**Source information:**
//! 操作日志

use sea_orm::entity::prelude::*;

use crate::models::audit::entities::OperationResult;

#[derive(Clone, Debug, PartialEq, DeriveEntityModel)]
#[sea_orm(table_name = "operation_logs")]
pub struct Model {
    #[sea_orm(primary_key)]
    pub id: i32,
    pub user_id: Option<i32>,
    pub module: String,
    pub action: String,
    pub target_type: Option<String>,
    pub target_id: Option<i32>,
    #[sea_orm(column_type = "Text", nullable)]
    pub content: Option<String>,
    pub request_method: Option<String>,
    pub request_url: Option<String>,
    #[sea_orm(column_type = "Text", nullable)]
    pub request_params: Option<String>,
    pub request_ip: Option<String>,
    pub user_agent: Option<String>,
    pub operation_result: String,
    #[sea_orm(column_type = "Text", nullable)]
    pub result_message: Option<String>,
    /// 毫秒
    pub execution_time: Option<i32>,
    pub created_at: DateTimeUtc,
    pub updated_at: DateTimeUtc,
}

#[derive(Copy, Clone, Debug, EnumIter, DeriveRelation)]
pub enum Relation {}

impl ActiveModelBehavior for ActiveModel {}

impl Model {
    pub fn result(&self) -> OperationResult {
        self.operation_result
            .parse()
            .unwrap_or(OperationResult::Success)
    }
}
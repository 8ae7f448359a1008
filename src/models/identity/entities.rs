use crate::models::enums::{define_int_enum, define_str_enum};

define_str_enum! {
    /// 用户角色
    UserRole {
        Admin => "admin",
        Principal => "principal",
        Teacher => "teacher",
        Parent => "parent",
        Staff => "staff",
    }
}

define_str_enum! {
    /// 用户状态
    UserStatus {
        Active => "active",
        Inactive => "inactive",
        Locked => "locked",
    }
}

define_str_enum! {
    /// 权限类型
    PermissionType {
        Menu => "menu",
        Button => "button",
        Api => "api",
    }
}

define_int_enum! {
    /// 启用状态
    SwitchStatus {
        Disabled => 0,
        Enabled => 1,
    }
}
/// 按数据库报错里出现的列名认出唯一约束，认不出时返回 None
fn unique_violation(schema: &TableSchema, message: &str) -> Option<FieldViolation> {
    let constraints = schema.unique_constraints();
    let matched = constraints
        .iter()
        .find(|columns| columns.iter().all(|c| message.contains(c.column_name())))?;
    let columns: Vec<String> = matched.iter().map(|c| c.name.to_string()).collect();
    let column = columns.first()?.clone();
    Some(FieldViolation::new(column, ViolationKind::Unique { columns }))
}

**Task brief:** Repeat back all of the material, character for character.

**Written solution:**
//! 操作日志

use sea_orm::entity::prelude::*;

use crate::models::audit::entities::OperationResult;

#[derive(Clone, Debug, PartialEq, DeriveEntityModel)]
#[sea_orm(table_name = "operation_logs")]
pub struct Model {
    #[sea_orm(primary_key)]
    pub id: i32,
    pub user_id: Option<i32>,
    pub module: String,
    pub action: String,
    pub target_type: Option<String>,
    pub target_id: Option<i32>,
    #[sea_orm(column_type = "Text", nullable)]
    pub content: Option<String>,
    pub request_method: Option<String>,
    pub request_url: Option<String>,
    #[sea_orm(column_type = "Text", nullable)]
    pub request_params: Option<String>,
    pub request_ip: Option<String>,
    pub user_agent: Option<String>,
    pub operation_result: String,
    #[sea_orm(column_type = "Text", nullable)]
    pub result_message: Option<String>,
    /// 毫秒
    pub execution_time: Option<i32>,
    pub created_at: DateTimeUtc,
    pub updated_at: DateTimeUtc,
}

#[derive(Copy, Clone, Debug, EnumIter, DeriveRelation)]
pub enum Relation {}

impl ActiveModelBehavior for ActiveModel {}

impl Model {
    pub fn result(&self) -> OperationResult {
        self.operation_result
            .parse()
            .unwrap_or(OperationResult::Success)
    }
}
repository 8ae7f448359a1008
filename src/models/identity/entities.rs
use crate::models::enums::{define_int_enum, define_str_enum};

define_str_enum! {
    /// 用户角色
    UserRole {
        Admin => "admin",
        Principal => "principal",
        Teacher => "teacher",
        Parent => "parent",
        Staff => "staff",
    }
}

define_str_enum! {
    /// 用户状态
    UserStatus {
        Active => "active",
        Inactive => "inactive",
        Locked => "locked",
    }
}

define_str_enum! {
    /// 权限类型
    PermissionType {
        Menu => "menu",
        Button => "button",
        Api => "api",
    }
}

define_int_enum! {
    /// 启用状态
    SwitchStatus {
        Disabled => 0,
        Enabled => 1,
    }
}
/// 按数据库报错里出现的列名认出唯一约束，认不出时返回 None
fn unique_violation(schema: &TableSchema, message: &str) -> Option<FieldViolation> {
    let constraints = schema.unique_constraints();
    let matched = constraints
        .iter()
        .find(|columns| columns.iter().all(|c| message.contains(c.column_name())))?;
    let columns: Vec<String> = matched.iter().map(|c| c.name.to_string()).collect();
    let column = columns.first()?.clone();
    Some(FieldViolation::new(column, ViolationKind::Unique { columns }))
}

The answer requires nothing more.